[PROBLEM DETAILS] Look through the material below and report every line that includes "debug".
(RECORDS FOR THE EXERCISE Opens)
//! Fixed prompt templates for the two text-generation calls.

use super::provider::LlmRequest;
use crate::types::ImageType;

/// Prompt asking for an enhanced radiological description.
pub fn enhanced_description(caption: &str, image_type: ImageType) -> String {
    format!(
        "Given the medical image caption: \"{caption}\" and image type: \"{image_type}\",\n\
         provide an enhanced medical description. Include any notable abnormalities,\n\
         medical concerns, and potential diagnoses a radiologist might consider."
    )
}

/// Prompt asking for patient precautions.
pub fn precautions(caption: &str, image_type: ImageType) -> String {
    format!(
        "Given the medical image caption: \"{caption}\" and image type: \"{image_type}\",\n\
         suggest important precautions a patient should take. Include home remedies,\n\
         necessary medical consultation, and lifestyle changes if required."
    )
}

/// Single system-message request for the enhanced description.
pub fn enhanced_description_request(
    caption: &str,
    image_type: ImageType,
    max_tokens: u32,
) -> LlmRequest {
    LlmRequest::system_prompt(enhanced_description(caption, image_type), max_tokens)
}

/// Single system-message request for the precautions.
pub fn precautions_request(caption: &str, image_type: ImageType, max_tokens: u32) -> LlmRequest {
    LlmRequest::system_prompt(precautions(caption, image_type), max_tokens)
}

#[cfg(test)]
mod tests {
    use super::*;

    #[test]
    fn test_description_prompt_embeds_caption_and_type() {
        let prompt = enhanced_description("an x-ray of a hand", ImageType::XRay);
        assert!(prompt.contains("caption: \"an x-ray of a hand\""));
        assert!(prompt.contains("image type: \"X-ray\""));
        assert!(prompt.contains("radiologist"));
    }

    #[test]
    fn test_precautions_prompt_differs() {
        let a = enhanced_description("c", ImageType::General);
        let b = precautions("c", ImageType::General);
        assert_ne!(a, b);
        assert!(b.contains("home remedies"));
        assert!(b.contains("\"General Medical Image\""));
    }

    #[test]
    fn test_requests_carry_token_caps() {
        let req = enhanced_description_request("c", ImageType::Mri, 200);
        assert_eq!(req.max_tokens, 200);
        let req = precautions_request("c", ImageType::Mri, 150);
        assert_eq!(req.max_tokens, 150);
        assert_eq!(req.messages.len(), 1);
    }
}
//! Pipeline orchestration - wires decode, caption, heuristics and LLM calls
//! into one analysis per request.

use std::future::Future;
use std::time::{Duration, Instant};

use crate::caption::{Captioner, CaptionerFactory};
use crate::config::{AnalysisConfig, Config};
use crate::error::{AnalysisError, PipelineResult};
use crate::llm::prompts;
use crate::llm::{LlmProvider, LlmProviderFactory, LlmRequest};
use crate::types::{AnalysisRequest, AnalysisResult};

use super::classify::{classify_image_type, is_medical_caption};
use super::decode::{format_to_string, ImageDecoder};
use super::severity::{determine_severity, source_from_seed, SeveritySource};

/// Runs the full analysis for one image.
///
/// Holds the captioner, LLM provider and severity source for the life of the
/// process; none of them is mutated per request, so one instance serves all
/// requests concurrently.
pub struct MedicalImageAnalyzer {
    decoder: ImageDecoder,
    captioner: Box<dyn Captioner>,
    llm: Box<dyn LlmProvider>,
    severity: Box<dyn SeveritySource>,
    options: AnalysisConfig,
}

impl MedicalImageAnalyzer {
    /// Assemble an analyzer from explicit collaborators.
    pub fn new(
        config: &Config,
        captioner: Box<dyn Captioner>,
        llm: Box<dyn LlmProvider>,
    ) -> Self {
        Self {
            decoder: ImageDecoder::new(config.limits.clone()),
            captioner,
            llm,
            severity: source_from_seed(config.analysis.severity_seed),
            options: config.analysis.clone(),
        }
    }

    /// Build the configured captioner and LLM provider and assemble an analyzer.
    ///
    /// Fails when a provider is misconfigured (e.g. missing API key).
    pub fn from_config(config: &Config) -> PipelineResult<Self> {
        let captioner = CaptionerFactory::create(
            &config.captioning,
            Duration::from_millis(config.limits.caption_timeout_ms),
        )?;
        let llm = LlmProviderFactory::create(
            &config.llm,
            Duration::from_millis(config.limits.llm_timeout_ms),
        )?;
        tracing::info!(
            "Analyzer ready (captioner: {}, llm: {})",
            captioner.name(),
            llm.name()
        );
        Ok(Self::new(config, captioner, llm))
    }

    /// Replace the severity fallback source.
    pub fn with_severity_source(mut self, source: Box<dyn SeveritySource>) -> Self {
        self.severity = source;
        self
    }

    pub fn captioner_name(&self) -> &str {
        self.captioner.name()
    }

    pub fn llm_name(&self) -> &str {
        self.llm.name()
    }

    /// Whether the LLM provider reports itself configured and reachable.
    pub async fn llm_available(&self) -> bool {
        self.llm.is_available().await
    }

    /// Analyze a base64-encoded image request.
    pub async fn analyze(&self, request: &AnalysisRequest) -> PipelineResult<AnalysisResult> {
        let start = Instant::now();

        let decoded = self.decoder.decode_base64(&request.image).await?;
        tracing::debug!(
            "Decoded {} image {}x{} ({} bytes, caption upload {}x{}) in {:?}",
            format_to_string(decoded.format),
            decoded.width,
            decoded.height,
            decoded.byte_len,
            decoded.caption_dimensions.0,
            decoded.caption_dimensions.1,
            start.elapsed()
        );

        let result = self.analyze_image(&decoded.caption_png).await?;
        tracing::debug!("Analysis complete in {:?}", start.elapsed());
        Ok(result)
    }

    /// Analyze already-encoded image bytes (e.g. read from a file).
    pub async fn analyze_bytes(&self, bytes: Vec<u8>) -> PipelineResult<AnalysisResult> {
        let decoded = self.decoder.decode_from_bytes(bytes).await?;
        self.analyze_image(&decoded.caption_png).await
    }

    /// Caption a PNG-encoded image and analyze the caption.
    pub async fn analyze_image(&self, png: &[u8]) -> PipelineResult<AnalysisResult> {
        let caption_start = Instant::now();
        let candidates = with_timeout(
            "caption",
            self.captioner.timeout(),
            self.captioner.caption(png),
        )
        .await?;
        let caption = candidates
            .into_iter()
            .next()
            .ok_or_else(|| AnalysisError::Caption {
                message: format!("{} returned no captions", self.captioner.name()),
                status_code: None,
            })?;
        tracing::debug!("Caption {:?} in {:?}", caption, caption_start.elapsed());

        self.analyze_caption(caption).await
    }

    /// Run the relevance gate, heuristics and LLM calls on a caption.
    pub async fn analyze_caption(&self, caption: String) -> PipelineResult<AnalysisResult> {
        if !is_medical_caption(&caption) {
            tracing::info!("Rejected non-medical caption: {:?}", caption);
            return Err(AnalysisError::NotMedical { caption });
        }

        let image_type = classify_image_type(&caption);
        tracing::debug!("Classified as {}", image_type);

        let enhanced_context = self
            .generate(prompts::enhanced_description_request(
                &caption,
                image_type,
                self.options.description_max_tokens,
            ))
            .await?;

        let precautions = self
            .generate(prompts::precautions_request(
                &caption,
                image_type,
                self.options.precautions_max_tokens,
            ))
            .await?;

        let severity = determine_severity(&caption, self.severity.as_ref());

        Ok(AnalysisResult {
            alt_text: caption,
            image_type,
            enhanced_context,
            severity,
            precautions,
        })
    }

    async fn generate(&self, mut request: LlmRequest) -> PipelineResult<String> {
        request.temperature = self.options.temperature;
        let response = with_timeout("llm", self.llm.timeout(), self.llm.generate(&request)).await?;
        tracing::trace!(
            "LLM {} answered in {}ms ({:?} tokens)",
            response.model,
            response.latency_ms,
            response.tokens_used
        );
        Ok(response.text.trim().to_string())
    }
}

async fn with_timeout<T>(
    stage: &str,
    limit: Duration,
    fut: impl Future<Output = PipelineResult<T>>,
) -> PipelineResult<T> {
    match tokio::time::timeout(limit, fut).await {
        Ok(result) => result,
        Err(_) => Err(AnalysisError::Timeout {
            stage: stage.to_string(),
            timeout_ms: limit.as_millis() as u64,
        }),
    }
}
(RECORDS FOR THE EXERCISE Closes)
[RESPONSE AREA]
        tracing::debug!(
        tracing::debug!("Analysis complete in {:?}", start.elapsed());
        tracing::debug!("Caption {:?} in {:?}", caption, caption_start.elapsed());
        tracing::debug!("Classified as {}", image_type);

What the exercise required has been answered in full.